FIG. 2 is a view showing various trajectories drawn by the pipette according to the researcher when the reagent is removed around the square cover glass of the Petri dish.
FIG. 3 is a photograph showing a case in which a chromosome is not properly spread so that a part of the chromosome overlaps (upper picture) and a case in which the chromosome is properly spread (lower picture).
4 is a perspective view illustrating a multi-branch pipe according to an embodiment of the present invention.
5 is a photograph of a sample of a multi-branch pipe pipette according to an embodiment of the present invention.
6 is a view showing a moving direction of the reagent when the reagent is sucked and removed using the multi-branch pipette of the present invention.
FIG. 7 is a view showing an example where two or more multi-branch pipettes according to the present invention are used in a connected state.
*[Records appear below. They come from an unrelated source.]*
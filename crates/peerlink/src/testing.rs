//! Test doubles for the transport and capture boundaries
//!
//! Available to unit tests and, through the `test-util` feature, to
//! integration tests and downstream crates.

use crate::event::{CallId, ChannelId, EventSink, TransportEvent};
use crate::media::{MediaCapture, MediaConstraints, MediaStream, StreamInfo, StreamMonitor};
use crate::signaling::SignalingTransport;
use crate::{Error, Result};
use async_trait::async_trait;
use parking_lot::Mutex;
use std::sync::atomic::{AtomicBool, AtomicU64, AtomicUsize, Ordering};
use std::time::Duration;
use tokio::sync::Semaphore;

/// One request observed by [`RecordingTransport`]
#[derive(Debug, Clone, PartialEq, Eq)]
pub enum TransportRequest {
    /// `register`
    Register {
        /// Requested identity
        preferred: Option<String>,
    },
    /// `connect`
    Connect {
        /// Target peer
        remote: String,
    },
    /// `send`
    Send {
        /// Channel used
        channel: String,
        /// Payload text
        payload: String,
    },
    /// `close_channel`
    CloseChannel {
        /// Channel closed
        channel: String,
    },
    /// `call`
    Call {
        /// Target peer
        remote: String,
        /// Offered local stream
        stream: StreamInfo,
    },
    /// `answer`
    Answer {
        /// Call answered
        call: String,
        /// Answering local stream
        stream: StreamInfo,
    },
    /// `close_call`
    CloseCall {
        /// Call closed
        call: String,
    },
}

/// Transport that records every request and lets tests inject events
///
/// Channel and call ids are `chan-N` and `call-N`.
#[derive(Debug, Default)]
pub struct RecordingTransport {
    requests: Mutex<Vec<TransportRequest>>,
    failing: AtomicBool,
    latency: Mutex<Duration>,
    next_id: AtomicU64,
    sink: Mutex<Option<EventSink>>,
    last_channel: Mutex<Option<ChannelId>>,
    last_call: Mutex<Option<CallId>>,
}

impl RecordingTransport {
    /// Transport that accepts every request
    pub fn new() -> Self {
        Self::default()
    }

    /// Requests seen so far, in order
    pub fn requests(&self) -> Vec<TransportRequest> {
        self.requests.lock().clone()
    }

    /// Number of requests matching `predicate`
    pub fn count(&self, predicate: impl Fn(&TransportRequest) -> bool) -> usize {
        self.requests.lock().iter().filter(|r| predicate(r)).count()
    }

    /// Make subsequent requests fail with a signaling error (they are still recorded)
    pub fn fail_requests(&self, fail: bool) {
        self.failing.store(fail, Ordering::SeqCst);
    }

    /// Delay every subsequent request by `latency` before it is recorded
    pub fn set_latency(&self, latency: Duration) {
        *self.latency.lock() = latency;
    }

    /// Deliver an event through the sink handed over at registration
    ///
    /// Returns false if nothing registered yet or the receiver is gone.
    pub fn emit(&self, event: TransportEvent) -> bool {
        match self.sink.lock().as_ref() {
            Some(sink) => sink.emit(event),
            None => false,
        }
    }

    /// Complete registration with `id`
    pub fn open(&self, id: &str) -> bool {
        self.emit(TransportEvent::Open(id.to_string()))
    }

    /// Id returned by the latest `connect`
    pub fn last_channel_id(&self) -> Option<ChannelId> {
        self.last_channel.lock().clone()
    }

    /// Id returned by the latest `call`
    pub fn last_call_id(&self) -> Option<CallId> {
        self.last_call.lock().clone()
    }

    async fn record(&self, request: TransportRequest) -> Result<()> {
        let latency = *self.latency.lock();
        if !latency.is_zero() {
            tokio::time::sleep(latency).await;
        }

        self.requests.lock().push(request);

        if self.failing.load(Ordering::SeqCst) {
            return Err(Error::Signaling("injected transport failure".to_string()));
        }
        Ok(())
    }

    fn next_id(&self, prefix: &str) -> String {
        format!("{}-{}", prefix, self.next_id.fetch_add(1, Ordering::SeqCst) + 1)
    }
}

#[async_trait]
impl SignalingTransport for RecordingTransport {
    async fn register(&self, preferred: Option<&str>, events: EventSink) -> Result<()> {
        self.record(TransportRequest::Register {
            preferred: preferred.map(str::to_string),
        })
        .await?;
        *self.sink.lock() = Some(events);
        Ok(())
    }

    async fn connect(&self, remote: &str) -> Result<ChannelId> {
        self.record(TransportRequest::Connect {
            remote: remote.to_string(),
        })
        .await?;
        let id = self.next_id("chan");
        *self.last_channel.lock() = Some(id.clone());
        Ok(id)
    }

    async fn send(&self, channel: &str, payload: &str) -> Result<()> {
        self.record(TransportRequest::Send {
            channel: channel.to_string(),
            payload: payload.to_string(),
        })
        .await
    }

    async fn close_channel(&self, channel: &str) -> Result<()> {
        self.record(TransportRequest::CloseChannel {
            channel: channel.to_string(),
        })
        .await
    }

    async fn call(&self, remote: &str, local: &MediaStream) -> Result<CallId> {
        self.record(TransportRequest::Call {
            remote: remote.to_string(),
            stream: local.info(),
        })
        .await?;
        let id = self.next_id("call");
        *self.last_call.lock() = Some(id.clone());
        Ok(id)
    }

    async fn answer(&self, call: &str, local: &MediaStream) -> Result<()> {
        self.record(TransportRequest::Answer {
            call: call.to_string(),
            stream: local.info(),
        })
        .await
    }

    async fn close_call(&self, call: &str) -> Result<()> {
        self.record(TransportRequest::CloseCall {
            call: call.to_string(),
        })
        .await
    }
}

/// Capture whose completion tests control
///
/// A gated capture blocks until [`ScriptedCapture::release`] is called once per
/// request. Every produced stream can be observed through [`StreamMonitor`]s.
#[derive(Debug)]
pub struct ScriptedCapture {
    gate: Option<Semaphore>,
    denied: AtomicBool,
    requests: AtomicUsize,
    monitors: Mutex<Vec<StreamMonitor>>,
}

impl Default for ScriptedCapture {
    fn default() -> Self {
        Self::new()
    }
}

impl ScriptedCapture {
    /// Capture that completes immediately
    pub fn new() -> Self {
        Self {
            gate: None,
            denied: AtomicBool::new(false),
            requests: AtomicUsize::new(0),
            monitors: Mutex::new(Vec::new()),
        }
    }

    /// Capture that waits for [`ScriptedCapture::release`]
    pub fn gated() -> Self {
        Self {
            gate: Some(Semaphore::new(0)),
            ..Self::new()
        }
    }

    /// Let one pending capture complete
    pub fn release(&self) {
        if let Some(gate) = &self.gate {
            gate.add_permits(1);
        }
    }

    /// Deny subsequent requests
    pub fn deny(&self, denied: bool) {
        self.denied.store(denied, Ordering::SeqCst);
    }

    /// Number of capture requests seen
    pub fn request_count(&self) -> usize {
        self.requests.load(Ordering::SeqCst)
    }

    /// Monitors for every stream produced so far
    pub fn monitors(&self) -> Vec<StreamMonitor> {
        self.monitors.lock().clone()
    }
}

#[async_trait]
impl MediaCapture for ScriptedCapture {
    async fn capture(&self, constraints: MediaConstraints) -> Result<MediaStream> {
        self.requests.fetch_add(1, Ordering::SeqCst);

        if let Some(gate) = &self.gate {
            gate.acquire().await.map_err(|_| Error::Shutdown)?.forget();
        }

        if self.denied.load(Ordering::SeqCst) {
            return Err(Error::MediaAccessDenied("denied by test".to_string()));
        }

        let stream = MediaStream::new(constraints);
        self.monitors.lock().push(stream.monitor());
        Ok(stream)
    }
}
DETAILED DESCRIPTION OF THE PREFERRED EMBODIMENTS Hereinafter, preferred embodiments of the present invention will be described with reference to the accompanying drawings. However, the scope of the present invention is not limited to these embodiments.

4 and 5 are photographs of a perspective view and a sample of a multi-branch pipette according to an embodiment of the present invention, respectively. FIG. 6 is a cross- FIG. 7 is a view showing an example in which two or more pipette pipettes according to the present invention are connected. FIG. 7 is a view showing a method of using a branch pipe and a moving direction of a reagent to be sucked.

 4 and 5, the multi-branch pipette according to the embodiment of the present invention includes a straight body 10 and four (four) branches branched from the branch 11 at the bottom of the body. And a branch tube 20, and any material having durability to reagents can be used as the material thereof. Normally, glass, synthetic resin, or the like will be used.

Both the straight body portion 10 and the four branch tubes 20 have a hollow structure so that the reagent can be sucked and moved and the suction force at the branch pipe end 21 at which the reagent is sucked is increased, It is preferable that the body 10 has an inner diameter larger than that of the branch tube 20 and the branch tube 20 has an inner diameter that becomes smaller toward the lower end in order to allow the reagent to be sucked /

When the multi-branch pipette of the present invention is placed at right angles to the bottom surface of the Petri dish for the purpose of sucking / removing the reagent, it is necessary that all four branches 20 are brought into contact with the bottom surface of the Petri dish. This is because the same suction force acts on the ends of the branch tubes 20 so that the reagents around the rectangular cover glass can be uniformly dispersed and sucked.

Therefore, it is preferable that the four branch tubes 20 have the same height from the distal end to the branch 11 at the lower end of the body 10. The shape of the branch tube may take an arbitrary shape as long as the four branch tubes 20 have the same height from the distal end to the branch 11 at the lower end of the body 10. [ It may be in the form of an "a" character with a right angle or an obtuse angle, or an arc with no angle.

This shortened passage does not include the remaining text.